According to an April 29th article in The New York Times, federal prosecutors are preparing to file charges against two major global financial institutions. The sources for the story say that prosecutors and regulators in Washington D.C. and New York have crafted a strategy seeking to criminally punish banks without revoking their operating license and potentially damaging the economy. Prosecutors expect that most of the criminal cases brought will result in guilty pleas.
Two major global financial institutions first to face criminal charges
The Times articles reports that global financial institutions Credit Suisse Group AG (ADR) (NYSE:CS) and BNP Paribas SA (ADR) (OTCMKTS:BNPQY) (EPA:BNP) are likely to be the first big banks to face charges, as investigations into these cases are the most advanced. Credit Suisse is expected to be hit with charges relating to offering illegal tax shelters to Americans, and BNP Paribas will likely face charges relating to alleged business dealings with countries on U.S. trade sanction blacklists (such as South Sudan).
Too big to fail, but not too big for criminal charges
In taking the decision to press criminal charges against big banks, authorities are chipping away at the public belief that Wall Street banks have become so important that they cannot be charged. The fact that there has been almost no criminal prosecutions of banks and bank execs has led to public indignation over the idea that Wall Street firms are “too big to fail/jail.”

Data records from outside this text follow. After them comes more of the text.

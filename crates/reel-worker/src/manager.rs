//! Job manager service.
//!
//! `JobManager` is the only entry point callers use: `submit` validates and
//! enqueues, `get`/`status` read snapshots, and one worker task started by
//! `start` processes jobs strictly one at a time in FIFO order.

use std::sync::{Arc, Mutex};
use std::time::{Duration, Instant};

use tokio::task::JoinHandle;
use tracing::{debug, info, warn, Instrument};

use reel_media::fs_utils::{remove_dir_quietly, write_json_atomic};
use reel_models::{ArtifactPaths, Job, JobId, JobRequest, JobStatusResponse, SubmitResponse};
use reel_queue::{JobQueue, JobReceiver, JobStore};

use crate::config::WorkerConfig;
use crate::error::{SubmitError, WorkerError, WorkerResult};
use crate::logging::JobLogger;
use crate::metrics;
use crate::pipeline::JobPipeline;

/// Snapshot file written into a job's output directory.
pub const JOB_FILE: &str = "job.json";

/// Handle to the job manager. Cheap to clone; all clones share one queue,
/// one store and one worker.
#[derive(Clone)]
pub struct JobManager {
    inner: Arc<Inner>,
}

struct Inner {
    config: Arc<WorkerConfig>,
    store: JobStore,
    queue: JobQueue,
    receiver: Mutex<Option<JobReceiver>>,
    pipeline: JobPipeline,
}

impl JobManager {
    pub fn new(config: WorkerConfig) -> Self {
        let config = Arc::new(config);
        let (queue, receiver) = JobQueue::new(&config.queue);
        Self {
            inner: Arc::new(Inner {
                store: JobStore::new(config.queue.max_retained_jobs),
                queue,
                receiver: Mutex::new(Some(receiver)),
                pipeline: JobPipeline::new(Arc::clone(&config)),
                config,
            }),
        }
    }

    pub fn config(&self) -> &WorkerConfig {
        &self.inner.config
    }

    /// Spawn the worker task. Returns `None` if it is already running.
    ///
    /// Must be called from within a tokio runtime.
    pub fn start(&self) -> Option<JoinHandle<()>> {
        let receiver = self
            .inner
            .receiver
            .lock()
            .unwrap_or_else(|poisoned| poisoned.into_inner())
            .take()?;

        let worker = Worker {
            config: Arc::clone(&self.inner.config),
            store: self.inner.store.clone(),
            pipeline: self.inner.pipeline.clone(),
        };
        info!("Starting reel worker");
        Some(tokio::spawn(worker.run(receiver)))
    }

    /// Validate `request`, create a queued job and enqueue it.
    ///
    /// Returns as soon as the job is queued; rendering happens later on the
    /// worker task.
    pub async fn submit(&self, request: JobRequest) -> Result<SubmitResponse, SubmitError> {
        request.validate()?;

        let mut id = JobId::new();
        while self.inner.store.get(&id).is_some() {
            id = JobId::new();
        }
        let job = Job::with_id(id, request);
        let response = SubmitResponse::from(&job);

        self.inner.store.insert(job.clone());
        persist(&self.inner.config, &job).await;

        if let Err(e) = self.inner.queue.enqueue(job.id.clone()) {
            warn!(job_id = %job.id, "Rejecting job: {}", e);
            self.inner.store.remove(&job.id);
            remove_dir_quietly(self.inner.config.output_dir(&job.id)).await;
            return Err(e.into());
        }

        metrics::record_submitted();
        info!(
            job_id = %job.id,
            mode = %job.request.mode,
            queued = self.inner.queue.len(),
            "Job submitted"
        );
        Ok(response)
    }

    /// Snapshot of a job.
    pub fn get(&self, id: &JobId) -> Option<Job> {
        self.inner.store.get(id)
    }

    pub fn status(&self, id: &JobId) -> Option<JobStatusResponse> {
        self.get(id).map(|job| JobStatusResponse::from(&job))
    }

    /// Jobs waiting for the worker.
    pub fn queue_depth(&self) -> usize {
        self.inner.queue.len()
    }

    /// Poll until the job is terminal. `None` if the job is unknown (or was
    /// evicted while waiting).
    pub async fn wait_for_terminal(&self, id: &JobId, poll: Duration) -> Option<Job> {
        loop {
            let job = self.get(id)?;
            if job.is_terminal() {
                return Some(job);
            }
            tokio::time::sleep(poll).await;
        }
    }
}

/// State owned by the worker task.
struct Worker {
    config: Arc<WorkerConfig>,
    store: JobStore,
    pipeline: JobPipeline,
}

impl Worker {
    async fn run(self, mut receiver: JobReceiver) {
        while let Some(id) = receiver.recv().await {
            self.process(id).await;
        }
        info!("Job queue closed, worker stopping");
    }

    async fn process(&self, id: JobId) {
        let job = match self.store.update(&id, |job| job.mark_processing().map(|_| job.clone())) {
            Ok(Ok(job)) => job,
            Ok(Err(e)) => {
                warn!(job_id = %id, "Skipping job: {}", e);
                return;
            }
            Err(e) => {
                warn!(job_id = %id, "Skipping job: {}", e);
                return;
            }
        };
        persist(&self.config, &job).await;

        let mode = job.request.mode.as_str();
        let logger = JobLogger::new(&job.id, mode);
        logger.log_start(&format!("{} reel", mode));
        let started = Instant::now();

        let result = self.execute(&job, &logger).await;

        if !self.config.keep_temp {
            remove_dir_quietly(self.config.temp_dir(&job.id)).await;
        }

        let elapsed = started.elapsed().as_secs_f64();
        let finished = match result {
            Ok(artifacts) => {
                logger.log_completion(&format!("{:.1}s", elapsed));
                metrics::record_finished("completed", mode, elapsed);
                self.store.update(&id, |job| job.complete(artifacts).map(|_| job.clone()))
            }
            Err(e) => {
                let message = e.to_string();
                logger.log_error(&message);
                metrics::record_finished("failed", mode, elapsed);
                self.store.update(&id, |job| job.fail(message).map(|_| job.clone()))
            }
        };

        match finished {
            Ok(Ok(job)) => persist(&self.config, &job).await,
            Ok(Err(e)) => warn!(job_id = %id, "Could not finish job: {}", e),
            Err(e) => debug!(job_id = %id, "Job evicted before finishing: {}", e),
        }
    }

    /// Run the pipeline on its own task so a panic fails only this job.
    async fn execute(&self, job: &Job, logger: &JobLogger) -> WorkerResult<ArtifactPaths> {
        let pipeline = self.pipeline.clone();
        let owned = job.clone();
        let mut handle = tokio::spawn(
            async move { pipeline.run(&owned).await }.instrument(logger.create_span()),
        );

        let joined = match self.config.job_timeout {
            Some(limit) => match tokio::time::timeout(limit, &mut handle).await {
                Ok(joined) => joined,
                Err(_) => {
                    handle.abort();
                    return Err(WorkerError::Timeout(limit.as_secs()));
                }
            },
            None => handle.await,
        };

        joined.unwrap_or_else(|e| {
            Err(WorkerError::processing_failed(format!(
                "pipeline task ended: {}",
                e
            )))
        })
    }
}

/// Write `{"job": …}` to the job's output directory. Failures are logged only.
async fn persist(config: &WorkerConfig, job: &Job) {
    let path = config.output_dir(&job.id).join(JOB_FILE);
    let snapshot = serde_json::json!({ "job": job });
    if let Err(e) = write_json_atomic(&path, &snapshot).await {
        warn!(job_id = %job.id, path = %path.display(), "Failed to persist job snapshot: {}", e);
    }
}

Regulators and prosecutors working together against financial institution
Filing criminal charges against major financial institutions requires walking a tightrope in representing the public interest. If you prosecute all charges and win convictions, that is likely to lead to the revocation of the licenses of these big banks, which could have a serious impact on the economy. Successfully crossing this tightrope requires prosecutors and regulators at both the state and federal level to work closely together in developing an appropriate strategy to balance the various public interests involved.
It should be noted that regulation of American and European banks is divided among a patchwork of agencies in New York and Washington, which means there is no guarantee the charges will ultimately be filed. Most regulators agree with prosecutors that criminal charges are appropriate prosecutors, but many also feel constrained by regulations that define their response to criminal charges.